--- TASK DESCRIPTION ---
What is needed is a verbatim copy of each record below.

--- DATA SHOWN ---
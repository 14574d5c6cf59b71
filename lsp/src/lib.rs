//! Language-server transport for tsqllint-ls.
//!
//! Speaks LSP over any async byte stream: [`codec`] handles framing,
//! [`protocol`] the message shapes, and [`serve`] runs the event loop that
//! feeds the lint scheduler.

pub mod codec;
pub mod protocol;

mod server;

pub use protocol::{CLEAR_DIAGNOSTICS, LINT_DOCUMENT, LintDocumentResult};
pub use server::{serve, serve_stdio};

--- EXPECTED OUTPUT ---
repository 14574d5c6cf59b71
filename lsp/src/lib.rs
//! Language-server transport for tsqllint-ls.
//!
//! Speaks LSP over any async byte stream: [`codec`] handles framing,
//! [`protocol`] the message shapes, and [`serve`] runs the event loop that
//! feeds the lint scheduler.

pub mod codec;
pub mod protocol;

mod server;

pub use protocol::{CLEAR_DIAGNOSTICS, LINT_DOCUMENT, LintDocumentResult};
pub use server::{serve, serve_stdio};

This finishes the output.